→ **WORK ORDER**:
How many lines in the data that follows contain the word "Debug"? Only that number is needed.
GIVEN RECORDS Start Marker
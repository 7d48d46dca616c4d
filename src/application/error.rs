use thiserror::Error;

use crate::domain::ExpenseId;
use crate::storage::StorageError;

use super::ValidationError;

#[derive(Error, Debug)]
pub enum AppError {
    #[error("Expense not found: {0}")]
    ExpenseNotFound(ExpenseId),

    #[error("Invalid expense: {0}")]
    Validation(#[from] ValidationError),

    #[error(transparent)]
    Storage(#[from] StorageError),
}

impl AppError {
    /// True when the host storage refused the write for lack of space.
    pub fn is_quota_exceeded(&self) -> bool {
        matches!(self, AppError::Storage(StorageError::QuotaExceeded { .. }))
    }
}
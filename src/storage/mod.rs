mod error;
mod memory;
mod repository;

pub use error::*;
pub use memory::*;
pub use repository::*;

/// SQL migration for the slots table
pub const MIGRATION_001_SLOTS: &str = include_str!("migrations/001_slots.sql");

/// A named, wholesale-overwritten storage location for serialized state.
///
/// Implementations must make `write` all-or-nothing: either the new value
/// replaces the old one, or the old one is left untouched and an error is
/// returned.
#[allow(async_fn_in_trait)]
pub trait SlotStore {
    /// Read the value stored under `key`, if any.
    async fn read(&self, key: &str) -> Result<Option<String>, StorageError>;

    /// Overwrite the value stored under `key`.
    async fn write(&self, key: &str, value: &str) -> Result<(), StorageError>;
}

/// Fails with `QuotaExceeded` when storing `value` under `key` would push the
/// total stored bytes past `quota`.
pub(crate) fn check_quota(
    key: &str,
    value: &str,
    others: usize,
    quota: Option<usize>,
) -> Result<(), StorageError> {
    let Some(limit) = quota else {
        return Ok(());
    };
    let required = others + key.len() + value.len();
    if required > limit {
        return Err(StorageError::QuotaExceeded {
            key: key.to_string(),
            required,
            limit,
        });
    }
    Ok(())
}
use mongodb::{options::ClientOptions, Client};

const DEFAULT_MONGO_URI: &str = "mongodb://localhost:27017";

pub async fn setup_mongo() -> Client {
    let mongo_uri =
        std::env::var("MONGO_URI").unwrap_or_else(|_| DEFAULT_MONGO_URI.to_string());
    let mut client_options = ClientOptions::parse(&mongo_uri).await.unwrap();
    client_options.app_name = Some("volleybank-api".to_string());
    Client::with_options(client_options).unwrap()
}
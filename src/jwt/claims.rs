use serde::{Deserialize, Serialize};

#[derive(Debug, Serialize, Deserialize)]
pub struct Claims {
    pub sub: String, // user id
    pub exp: usize,  // expiry, unix seconds
}
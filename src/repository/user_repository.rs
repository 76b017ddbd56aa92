use futures::stream::TryStreamExt;
use mongodb::bson::doc;
use mongodb::error::Result;
use mongodb::options::{FindOptions, IndexOptions};
use mongodb::{Client, Collection, IndexModel};
use uuid::Uuid;

use crate::models::user::User;

pub struct UserRepository {
    collection: Collection<User>,
}

impl UserRepository {
    pub fn new(client: &Client) -> Self {
        let db = client.database("volleybank");
        let collection = db.collection::<User>("users");
        UserRepository { collection }
    }

    /// One account per email address.
    pub async fn ensure_indexes(&self) -> Result<()> {
        let index = IndexModel::builder()
            .keys(doc! { "email": 1 })
            .options(IndexOptions::builder().unique(true).build())
            .build();
        self.collection.create_index(index, None).await.map(|_| ())
    }

    pub async fn create_user(&self, user: &User) -> Result<()> {
        self.collection.insert_one(user, None).await.map(|_| ())
    }

    pub async fn find_user_by_id(&self, id: Uuid) -> Result<Option<User>> {
        let filter = doc! { "id": id.to_string() };
        self.collection.find_one(filter, None).await
    }

    pub async fn find_user_by_email(&self, email: &str) -> Result<Option<User>> {
        let filter = doc! { "email": email };
        self.collection.find_one(filter, None).await
    }

    pub async fn get_all_players(&self) -> Result<Vec<User>> {
        let filter = doc! { "role": "player" };
        let options = FindOptions::builder().sort(doc! { "name": 1 }).build();
        let mut cursor = self.collection.find(filter, options).await?;
        let mut players = Vec::new();
        while let Some(player) = cursor.try_next().await? {
            players.push(player);
        }
        Ok(players)
    }

    pub async fn update_profile(
        &self,
        id: Uuid,
        new_name: Option<String>,
        new_team: Option<String>,
    ) -> Result<()> {
        let filter = doc! { "id": id.to_string() };

        let mut update_fields = doc! {};
        if let Some(name) = new_name {
            update_fields.insert("name", name);
        }
        if let Some(team) = new_team {
            update_fields.insert("team", team);
        }
        if update_fields.is_empty() {
            return Ok(());
        }

        let update = doc! { "$set": update_fields };
        self.collection.update_one(filter, update, None).await.map(|_| ())
    }

    pub async fn delete_user(&self, id: Uuid) -> Result<bool> {
        let filter = doc! { "id": id.to_string() };
        let result = self.collection.delete_one(filter, None).await?;
        Ok(result.deleted_count > 0)
    }
}
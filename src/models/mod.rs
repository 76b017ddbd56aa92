pub mod earning;
pub mod match_record;
pub mod user;

/// Stored ids are plain hyphenated uuid strings, in documents and in query
/// filters alike, independent of the serializer's preferred uuid encoding.
pub mod uuid_string {
    use serde::{Deserialize, Deserializer, Serializer};
    use uuid::Uuid;

    pub fn serialize<S: Serializer>(id: &Uuid, serializer: S) -> Result<S::Ok, S::Error> {
        serializer.collect_str(id)
    }

    pub fn deserialize<'de, D: Deserializer<'de>>(deserializer: D) -> Result<Uuid, D::Error> {
        let raw = String::deserialize(deserializer)?;
        Uuid::parse_str(&raw).map_err(serde::de::Error::custom)
    }
}
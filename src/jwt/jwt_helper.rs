use jsonwebtoken::{
    decode, encode, errors::Result as JwtResult, DecodingKey, EncodingKey, Header, Validation,
};
use std::time::{SystemTime, UNIX_EPOCH};
use uuid::Uuid;

use crate::config::jwt_secret;
use crate::jwt::claims::Claims;

const TOKEN_LIFETIME_SECS: u64 = 7 * 24 * 60 * 60; // 7 days

pub fn create_token(user_id: Uuid) -> JwtResult<String> {
    let now = SystemTime::now()
        .duration_since(UNIX_EPOCH)
        .map(|d| d.as_secs())
        .unwrap_or(0);
    let claims = Claims {
        sub: user_id.to_string(),
        exp: (now + TOKEN_LIFETIME_SECS) as usize,
    };

    encode(
        &Header::default(),
        &claims,
        &EncodingKey::from_secret(jwt_secret().as_bytes()),
    )
}

pub fn verify_token(token: &str) -> Result<Claims, String> {
    decode::<Claims>(
        token,
        &DecodingKey::from_secret(jwt_secret().as_bytes()),
        &Validation::default(),
    )
    .map(|data| data.claims)
    .map_err(|_| "Invalid token".to_string())
}

#[cfg(test)]
mod tests {
    use super::*;

    #[test]
    fn token_round_trip() {
        let user_id = Uuid::new_v4();
        let token = create_token(user_id).unwrap();
        let claims = verify_token(&token).unwrap();
        assert_eq!(claims.sub, user_id.to_string());
    }

    #[test]
    fn garbage_token_is_rejected() {
        assert!(verify_token("not-a-token").is_err());
    }

    #[test]
    fn tampered_token_is_rejected() {
        let token = create_token(Uuid::new_v4()).unwrap();
        let mut tampered = token.clone();
        tampered.pop();
        tampered.push(if token.ends_with('a') { 'b' } else { 'a' });
        assert!(verify_token(&tampered).is_err());
    }
}
#[cfg(test)]
mod tests {
    use super::*;
    use crate::model::{ComparisonOp, ProjectedColumn};
    use proptest::prelude::*;
    use sheetql_core::{ElementType, FileVersion};

    fn text_literal(text: &str, position: usize) -> BoundLiteral {
        BoundLiteral {
            value: Value::from(text),
            data_type: DataType::Text,
            position,
        }
    }

    fn int_literal(value: i64, position: usize) -> BoundLiteral {
        BoundLiteral {
            value: Value::Integer(value),
            data_type: DataType::Integer,
            position,
        }
    }

    fn model(filter: Option<FilterExpr>) -> QueryModel {
        let mut model = QueryModel::new("Sheet1", ElementType::Dynamic);
        model.filter = filter;
        model
    }

    fn excel() -> DialectProfile {
        DialectProfile::for_version(FileVersion::Excel2007)
    }

    fn with_matching(matching: ContainsMatching) -> TranslatorConfig {
        TranslatorConfig {
            contains_matching: matching,
            ..TranslatorConfig::default()
        }
    }

    fn contains(text: &str) -> FilterExpr {
        FilterExpr::Contains {
            column: "Name".to_string(),
            substring: text_literal(text, 0),
        }
    }

    #[test]
    fn test_select_all() {
        let plan = emit(&model(None), &excel(), &TranslatorConfig::default()).unwrap();
        assert_eq!(plan.text, "SELECT * FROM [Sheet1$]");
        assert!(plan.parameters.is_empty());
    }

    #[test]
    fn test_full_statement_with_top() {
        let mut model = model(Some(FilterExpr::And(
            Box::new(FilterExpr::Comparison {
                column: "Age".to_string(),
                op: ComparisonOp::Gt,
                operand: Operand::Literal(int_literal(30, 0)),
            }),
            Box::new(FilterExpr::IsNotNull("E-mail".to_string())),
        )));
        model.projection = Projection::Columns(vec![
            ProjectedColumn {
                column: "Company Title".to_string(),
                alias: Some("name".to_string()),
            },
            ProjectedColumn {
                column: "Age".to_string(),
                alias: None,
            },
        ]);
        model.ordering = vec![
            OrderBy {
                column: "Age".to_string(),
                direction: SortDirection::Descending,
            },
            OrderBy {
                column: "Company Title".to_string(),
                direction: SortDirection::Ascending,
            },
        ];
        model.limit = Some(5);

        let plan = emit(&model, &excel(), &TranslatorConfig::default()).unwrap();
        assert_eq!(
            plan.text,
            "SELECT TOP 5 [Company Title] AS [name], [Age] FROM [Sheet1$] \
             WHERE ([Age] > ? AND [E-mail] IS NOT NULL) ORDER BY [Age] DESC, [Company Title] ASC"
        );
        assert_eq!(
            plan.parameters,
            vec![Parameter {
                value: Value::Integer(30),
                data_type: DataType::Integer
            }]
        );
    }

    #[test]
    fn test_ansi_dialect_uses_limit_and_double_quotes() {
        let mut model = model(Some(contains("50%")));
        model.limit = Some(2);
        let plan = emit(&model, &DialectProfile::ansi(), &TranslatorConfig::default()).unwrap();
        assert_eq!(
            plan.text,
            "SELECT * FROM \"Sheet1\" WHERE \"Name\" LIKE ? ESCAPE '\\' LIMIT 2"
        );
        assert_eq!(plan.parameters[0].value, Value::from("%50\\%%"));
        assert_eq!(plan.placeholder_count(), 1);
    }

    #[test]
    fn test_csv_sheet_reference_is_plain() {
        let mut model = model(None);
        model.worksheet = "people.csv".to_string();
        let dialect = DialectProfile::for_version(FileVersion::Csv);
        let plan = emit(&model, &dialect, &TranslatorConfig::default()).unwrap();
        assert_eq!(plan.text, "SELECT * FROM [people.csv]");
    }

    #[test]
    fn test_contains_escapes_wildcards() {
        let plan = emit(&model(Some(contains("a_b[c"))), &excel(), &TranslatorConfig::default()).unwrap();
        assert_eq!(plan.text, "SELECT * FROM [Sheet1$] WHERE [Name] LIKE ?");
        assert_eq!(plan.parameters[0].value, Value::from("%a[_]b[[]c%"));
    }

    #[test]
    fn test_case_insensitive_contains() {
        let plan = emit(
            &model(Some(contains("acme"))),
            &excel(),
            &with_matching(ContainsMatching::CaseInsensitive),
        )
        .unwrap();
        assert_eq!(plan.text, "SELECT * FROM [Sheet1$] WHERE UCASE([Name]) LIKE ?");
        assert_eq!(plan.parameters[0].value, Value::from("%ACME%"));
    }

    #[test]
    fn test_case_sensitive_forms() {
        let config = with_matching(ContainsMatching::CaseSensitive);
        let plan = emit(&model(Some(contains("Ac"))), &excel(), &config).unwrap();
        assert_eq!(plan.text, "SELECT * FROM [Sheet1$] WHERE INSTR(1, [Name], ?, 0) > 0");
        assert_eq!(plan.parameters[0].value, Value::from("Ac"));

        let starts = FilterExpr::StartsWith {
            column: "Name".to_string(),
            prefix: text_literal("Acm", 0),
        };
        let plan = emit(&model(Some(starts)), &excel(), &config).unwrap();
        assert_eq!(
            plan.text,
            "SELECT * FROM [Sheet1$] WHERE STRCOMP(LEFT([Name], 3), ?, 0) = 0"
        );

        let ends = FilterExpr::EndsWith {
            column: "Name".to_string(),
            suffix: text_literal("é!", 0),
        };
        let plan = emit(&model(Some(ends)), &excel(), &config).unwrap();
        assert_eq!(
            plan.text,
            "SELECT * FROM [Sheet1$] WHERE STRCOMP(RIGHT([Name], 2), ?, 0) = 0"
        );
    }

    #[test]
    fn test_case_sensitive_without_instr_is_rejected() {
        let result = emit(
            &model(Some(contains("x"))),
            &DialectProfile::ansi(),
            &with_matching(ContainsMatching::CaseSensitive),
        );
        assert!(matches!(result, Err(Error::Configuration(_))));
    }

    #[test]
    fn test_prefix_and_suffix_patterns() {
        let filter = FilterExpr::Or(
            Box::new(FilterExpr::StartsWith {
                column: "A".to_string(),
                prefix: text_literal("x", 0),
            }),
            Box::new(FilterExpr::Not(Box::new(FilterExpr::EndsWith {
                column: "B".to_string(),
                suffix: text_literal("y", 1),
            }))),
        );
        let plan = emit(&model(Some(filter)), &excel(), &TranslatorConfig::default()).unwrap();
        assert_eq!(
            plan.text,
            "SELECT * FROM [Sheet1$] WHERE ([A] LIKE ? OR (NOT [B] LIKE ?))"
        );
        let values: Vec<Value> = plan.parameters.into_iter().map(|p| p.value).collect();
        assert_eq!(values, vec![Value::from("x%"), Value::from("%y")]);
    }

    #[test]
    fn test_out_of_order_positions_are_rejected() {
        let filter = FilterExpr::And(
            Box::new(FilterExpr::Comparison {
                column: "A".to_string(),
                op: ComparisonOp::Eq,
                operand: Operand::Literal(int_literal(1, 1)),
            }),
            Box::new(FilterExpr::Comparison {
                column: "B".to_string(),
                op: ComparisonOp::Eq,
                operand: Operand::Literal(int_literal(2, 0)),
            }),
        );
        let result = emit(&model(Some(filter)), &excel(), &TranslatorConfig::default());
        assert!(matches!(result, Err(Error::InvalidQueryModel(_))));
    }

    #[test]
    fn test_column_comparison_has_no_parameter() {
        let filter = FilterExpr::Comparison {
            column: "Start".to_string(),
            op: ComparisonOp::Le,
            operand: Operand::Column("End".to_string()),
        };
        let plan = emit(&model(Some(filter)), &excel(), &TranslatorConfig::default()).unwrap();
        assert_eq!(plan.text, "SELECT * FROM [Sheet1$] WHERE [Start] <= [End]");
        assert_eq!(plan.placeholder_count(), 0);
    }

    #[test]
    fn test_placeholder_count_skips_quoted_text() {
        let plan = StatementPlan {
            text: "SELECT [Why?], \"a\"\"?\" FROM [Q?]]$] WHERE [x] = ? AND y LIKE '?'".to_string(),
            parameters: Vec::new(),
        };
        assert_eq!(plan.placeholder_count(), 1);
    }

    proptest! {
        #[test]
        fn prop_substring_never_changes_statement_text(substring in ".*") {
            let config = TranslatorConfig::default();
            let baseline = emit(&model(Some(contains("x"))), &excel(), &config).unwrap();
            let plan = emit(&model(Some(contains(&substring))), &excel(), &config).unwrap();
            prop_assert_eq!(&plan.text, &baseline.text);
            prop_assert_eq!(plan.placeholder_count(), plan.parameters.len());
            prop_assert_eq!(plan.parameters[0].data_type, DataType::Text);
        }

        #[test]
        fn prop_ansi_pattern_round_trips(substring in "[a-z%_\\\\]{0,12}") {
            let plan = emit(&model(Some(contains(&substring))), &DialectProfile::ansi(), &TranslatorConfig::default()).unwrap();
            let pattern = match &plan.parameters[0].value {
                Value::Text(text) => text.clone(),
                other => panic!("unexpected parameter {:?}", other),
            };
            let inner = &pattern[1..pattern.len() - 1];
            let mut unescaped = String::new();
            let mut chars = inner.chars();
            while let Some(ch) = chars.next() {
                if ch == '\\' {
                    if let Some(next) = chars.next() {
                        unescaped.push(next);
                    }
                } else {
                    prop_assert!(ch != '%' && ch != '_');
                    unescaped.push(ch);
                }
            }
            prop_assert_eq!(unescaped, substring);
        }
    }
}
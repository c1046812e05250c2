//! Translation of worksheet query expressions into parameterized SQL, and
//! execution of the result through a pluggable driver.

pub mod compiler;
pub mod driver;
pub mod emitter;
pub mod expr;
pub mod memory;
pub mod model;
pub mod queryable;
pub mod translate;
pub mod visitor;
pub mod workbook;

pub use compiler::compile;
pub use driver::{Connection, DataSourceDriver};
pub use emitter::{emit, Parameter, StatementPlan};
pub use expr::{BinaryOp, Expr, Literal, UnaryOp};
pub use memory::{MemoryDriver, MemorySheet};
pub use model::{
    BoundLiteral, Cardinality, ComparisonOp, FilterExpr, Operand, OrderBy, ProjectedColumn,
    Projection, QueryModel, SortDirection,
};
pub use queryable::Query;
pub use translate::{translate, Translation};
pub use visitor::ExprVisitor;
pub use workbook::Workbook;
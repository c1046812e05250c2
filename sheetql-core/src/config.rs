// Translator configuration

use serde::{Deserialize, Serialize};
use std::fs;
use std::path::Path;
use std::str::FromStr;

use crate::dialect::{DialectProfile, FileVersion};
use crate::error::{Error, Result};
use crate::materialize::MaterializeOptions;

/// How `contains` / `starts_with` / `ends_with` filters compare text.
#[derive(Debug, Clone, Copy, PartialEq, Eq, Default, Serialize, Deserialize)]
#[serde(rename_all = "snake_case")]
pub enum ContainsMatching {
    /// Plain `LIKE`; case handling is whatever the driver does.
    #[default]
    DriverDefault,
    /// Both sides folded to upper case before `LIKE`.
    CaseInsensitive,
    /// Binary comparison via `INSTR`.
    CaseSensitive,
}

impl FromStr for ContainsMatching {
    type Err = Error;

    fn from_str(s: &str) -> Result<Self> {
        match s.trim().to_ascii_lowercase().as_str() {
            "driver_default" | "default" => Ok(ContainsMatching::DriverDefault),
            "case_insensitive" => Ok(ContainsMatching::CaseInsensitive),
            "case_sensitive" => Ok(ContainsMatching::CaseSensitive),
            other => Err(Error::Configuration(format!(
                "unknown contains matching '{}'",
                other
            ))),
        }
    }
}

#[derive(Debug, Clone, Default, PartialEq, Eq, Serialize, Deserialize)]
#[serde(default)]
pub struct TranslatorConfig {
    /// Overrides the version detected from the workbook extension.
    pub file_version: Option<FileVersion>,
    pub contains_matching: ContainsMatching,
    pub trim_text: bool,
}

impl TranslatorConfig {
    /// Load configuration from file
    pub fn from_file(path: impl AsRef<Path>) -> Result<Self> {
        let content = fs::read_to_string(path.as_ref())?;
        Self::from_str(&content)
    }

    /// Load configuration from string
    pub fn from_str(content: &str) -> Result<Self> {
        // Try JSON first
        if let Ok(config) = serde_json::from_str::<TranslatorConfig>(content) {
            return Ok(config);
        }

        toml::from_str::<TranslatorConfig>(content)
            .map_err(|e| Error::Configuration(format!("parse error: {}", e)))
    }

    /// Load configuration from environment variables
    pub fn from_env() -> Result<Self> {
        let mut config = Self::default();

        if let Ok(version) = std::env::var("SHEETQL_FILE_VERSION") {
            config.file_version = Some(version.parse()?);
        }

        if let Ok(matching) = std::env::var("SHEETQL_CONTAINS_MATCHING") {
            config.contains_matching = matching.parse()?;
        }

        if let Ok(trim) = std::env::var("SHEETQL_TRIM_TEXT") {
            config.trim_text = matches!(trim.trim(), "1" | "true" | "yes");
        }

        Ok(config)
    }

    /// Dialect for a workbook of `detected` version, honouring the override.
    pub fn dialect_for(&self, detected: FileVersion) -> DialectProfile {
        DialectProfile::for_version(self.file_version.unwrap_or(detected))
    }

    /// Validate configuration against the dialect it will be used with
    pub fn validate(&self, dialect: &DialectProfile) -> Result<()> {
        if self.contains_matching == ContainsMatching::CaseSensitive && !dialect.supports_instr {
            return Err(Error::Configuration(format!(
                "case-sensitive matching is not available for the '{}' dialect",
                dialect.name
            )));
        }
        Ok(())
    }

    pub fn materialize_options(&self) -> MaterializeOptions {
        MaterializeOptions {
            trim_text: self.trim_text,
        }
    }
}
GIVEN RECORDS End Marker
→ **SOLVED PROBLEM**:
4